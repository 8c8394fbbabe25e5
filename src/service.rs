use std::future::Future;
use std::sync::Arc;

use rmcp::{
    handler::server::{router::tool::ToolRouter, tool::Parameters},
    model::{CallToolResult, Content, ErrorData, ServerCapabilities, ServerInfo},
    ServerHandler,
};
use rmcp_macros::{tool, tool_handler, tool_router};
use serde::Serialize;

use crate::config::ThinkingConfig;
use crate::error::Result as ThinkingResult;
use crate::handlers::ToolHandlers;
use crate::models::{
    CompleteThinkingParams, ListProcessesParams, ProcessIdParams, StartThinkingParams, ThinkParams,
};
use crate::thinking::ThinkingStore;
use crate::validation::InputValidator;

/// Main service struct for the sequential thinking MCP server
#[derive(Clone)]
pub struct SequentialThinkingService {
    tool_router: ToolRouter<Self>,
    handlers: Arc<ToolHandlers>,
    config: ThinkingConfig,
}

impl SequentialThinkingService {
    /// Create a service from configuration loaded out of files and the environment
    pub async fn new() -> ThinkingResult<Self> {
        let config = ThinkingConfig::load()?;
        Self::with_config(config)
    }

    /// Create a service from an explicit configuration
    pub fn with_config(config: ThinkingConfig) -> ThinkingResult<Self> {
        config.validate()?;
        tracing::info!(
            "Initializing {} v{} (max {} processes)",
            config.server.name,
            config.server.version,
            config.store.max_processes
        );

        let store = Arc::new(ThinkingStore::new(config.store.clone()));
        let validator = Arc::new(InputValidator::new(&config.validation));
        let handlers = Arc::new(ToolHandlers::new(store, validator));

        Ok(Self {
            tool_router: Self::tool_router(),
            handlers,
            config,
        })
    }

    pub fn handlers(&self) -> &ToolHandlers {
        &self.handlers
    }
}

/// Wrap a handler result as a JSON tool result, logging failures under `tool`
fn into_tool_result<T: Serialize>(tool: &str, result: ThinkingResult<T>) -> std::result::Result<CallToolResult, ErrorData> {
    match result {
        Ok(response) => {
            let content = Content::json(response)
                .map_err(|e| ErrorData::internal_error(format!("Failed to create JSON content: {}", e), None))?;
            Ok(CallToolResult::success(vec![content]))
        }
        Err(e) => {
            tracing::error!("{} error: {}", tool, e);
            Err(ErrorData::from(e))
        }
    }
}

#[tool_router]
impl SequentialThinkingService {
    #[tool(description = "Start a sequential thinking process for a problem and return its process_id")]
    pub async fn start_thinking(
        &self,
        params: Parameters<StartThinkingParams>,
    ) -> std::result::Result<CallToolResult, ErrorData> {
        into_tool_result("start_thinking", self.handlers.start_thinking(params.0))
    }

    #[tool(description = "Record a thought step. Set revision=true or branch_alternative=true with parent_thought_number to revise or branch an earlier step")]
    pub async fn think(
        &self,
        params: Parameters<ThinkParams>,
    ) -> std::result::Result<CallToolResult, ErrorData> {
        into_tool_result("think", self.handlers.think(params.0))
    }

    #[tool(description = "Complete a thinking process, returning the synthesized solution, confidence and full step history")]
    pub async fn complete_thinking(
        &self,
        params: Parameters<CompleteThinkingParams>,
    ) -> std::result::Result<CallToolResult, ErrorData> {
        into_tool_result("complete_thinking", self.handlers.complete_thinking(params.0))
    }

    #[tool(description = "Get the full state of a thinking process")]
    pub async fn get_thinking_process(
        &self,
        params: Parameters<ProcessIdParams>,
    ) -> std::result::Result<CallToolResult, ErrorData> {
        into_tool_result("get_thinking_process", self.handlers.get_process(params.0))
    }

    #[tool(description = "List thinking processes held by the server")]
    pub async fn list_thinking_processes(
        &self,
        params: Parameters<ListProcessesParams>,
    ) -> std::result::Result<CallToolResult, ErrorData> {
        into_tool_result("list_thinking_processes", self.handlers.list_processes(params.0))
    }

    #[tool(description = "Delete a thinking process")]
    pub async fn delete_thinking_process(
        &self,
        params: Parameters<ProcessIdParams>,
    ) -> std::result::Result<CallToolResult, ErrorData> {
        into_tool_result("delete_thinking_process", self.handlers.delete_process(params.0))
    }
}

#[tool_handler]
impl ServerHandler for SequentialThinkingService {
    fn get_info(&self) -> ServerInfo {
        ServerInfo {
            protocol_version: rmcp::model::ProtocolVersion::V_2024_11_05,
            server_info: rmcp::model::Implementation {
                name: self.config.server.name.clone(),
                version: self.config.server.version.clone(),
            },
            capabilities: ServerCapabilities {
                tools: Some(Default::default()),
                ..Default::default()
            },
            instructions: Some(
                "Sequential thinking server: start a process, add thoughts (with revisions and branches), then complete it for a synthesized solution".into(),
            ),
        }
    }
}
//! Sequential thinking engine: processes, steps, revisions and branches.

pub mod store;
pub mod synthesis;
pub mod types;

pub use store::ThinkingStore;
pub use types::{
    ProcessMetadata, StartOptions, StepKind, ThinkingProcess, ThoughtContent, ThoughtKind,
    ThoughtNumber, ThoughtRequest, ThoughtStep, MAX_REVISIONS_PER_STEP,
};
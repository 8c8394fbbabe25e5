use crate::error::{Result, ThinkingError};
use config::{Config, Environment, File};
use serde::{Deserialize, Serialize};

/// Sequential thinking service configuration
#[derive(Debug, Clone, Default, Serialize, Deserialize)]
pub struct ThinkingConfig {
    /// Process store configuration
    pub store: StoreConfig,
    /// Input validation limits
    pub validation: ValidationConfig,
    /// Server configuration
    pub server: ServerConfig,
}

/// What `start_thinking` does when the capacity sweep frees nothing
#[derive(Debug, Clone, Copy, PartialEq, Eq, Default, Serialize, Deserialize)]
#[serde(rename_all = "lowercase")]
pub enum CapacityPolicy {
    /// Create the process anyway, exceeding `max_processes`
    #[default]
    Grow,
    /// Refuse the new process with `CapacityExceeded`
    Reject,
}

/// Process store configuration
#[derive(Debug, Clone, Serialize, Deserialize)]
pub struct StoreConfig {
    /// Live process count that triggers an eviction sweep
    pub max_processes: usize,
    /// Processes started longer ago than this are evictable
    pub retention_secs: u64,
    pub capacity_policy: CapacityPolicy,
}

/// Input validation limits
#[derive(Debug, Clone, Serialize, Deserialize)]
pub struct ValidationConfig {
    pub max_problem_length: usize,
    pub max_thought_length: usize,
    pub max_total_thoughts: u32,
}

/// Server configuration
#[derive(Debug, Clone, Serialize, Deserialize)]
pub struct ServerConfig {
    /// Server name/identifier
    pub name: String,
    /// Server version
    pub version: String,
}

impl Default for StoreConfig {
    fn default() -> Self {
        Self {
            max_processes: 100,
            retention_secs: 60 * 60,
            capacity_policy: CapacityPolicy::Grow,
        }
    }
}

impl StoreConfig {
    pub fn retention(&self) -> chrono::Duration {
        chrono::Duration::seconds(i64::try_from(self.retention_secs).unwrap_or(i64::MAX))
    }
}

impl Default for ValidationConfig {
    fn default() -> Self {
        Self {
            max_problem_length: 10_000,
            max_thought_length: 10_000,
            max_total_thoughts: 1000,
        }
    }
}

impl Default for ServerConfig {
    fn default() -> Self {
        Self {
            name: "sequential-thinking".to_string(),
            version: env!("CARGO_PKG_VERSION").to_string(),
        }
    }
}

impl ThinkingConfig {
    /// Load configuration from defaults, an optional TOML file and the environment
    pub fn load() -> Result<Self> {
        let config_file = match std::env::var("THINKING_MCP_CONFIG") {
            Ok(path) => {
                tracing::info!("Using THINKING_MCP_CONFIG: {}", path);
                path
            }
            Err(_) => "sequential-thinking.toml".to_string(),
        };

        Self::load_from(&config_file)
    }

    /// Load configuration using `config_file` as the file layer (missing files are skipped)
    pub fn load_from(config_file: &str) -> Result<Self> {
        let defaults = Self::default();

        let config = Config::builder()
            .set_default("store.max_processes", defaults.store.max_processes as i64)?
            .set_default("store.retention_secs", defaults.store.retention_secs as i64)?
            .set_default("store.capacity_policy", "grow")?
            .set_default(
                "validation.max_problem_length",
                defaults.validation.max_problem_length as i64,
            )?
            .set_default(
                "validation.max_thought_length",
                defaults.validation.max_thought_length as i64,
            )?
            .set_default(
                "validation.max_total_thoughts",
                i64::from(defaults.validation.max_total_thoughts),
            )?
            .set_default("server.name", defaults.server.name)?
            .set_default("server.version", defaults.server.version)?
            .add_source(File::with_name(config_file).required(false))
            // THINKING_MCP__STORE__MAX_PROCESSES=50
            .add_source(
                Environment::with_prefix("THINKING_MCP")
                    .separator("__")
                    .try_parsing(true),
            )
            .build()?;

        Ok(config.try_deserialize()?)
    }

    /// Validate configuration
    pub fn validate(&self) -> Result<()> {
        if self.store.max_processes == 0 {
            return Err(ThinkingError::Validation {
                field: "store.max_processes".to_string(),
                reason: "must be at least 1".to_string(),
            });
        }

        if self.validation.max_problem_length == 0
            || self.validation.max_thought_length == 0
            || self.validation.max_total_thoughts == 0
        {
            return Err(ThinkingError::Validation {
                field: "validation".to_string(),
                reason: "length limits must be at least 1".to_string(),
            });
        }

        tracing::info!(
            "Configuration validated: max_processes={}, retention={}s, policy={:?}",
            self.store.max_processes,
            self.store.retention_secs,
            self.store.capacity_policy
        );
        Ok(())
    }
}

ACTIVITY:
Scan the data above and copy each line containing the word "true".

WRITTEN SOLUTION:
    #[tool(description = "Record a thought step. Set revision=true or branch_alternative=true with parent_thought_number to revise or branch an earlier step")]
                    .try_parsing(true),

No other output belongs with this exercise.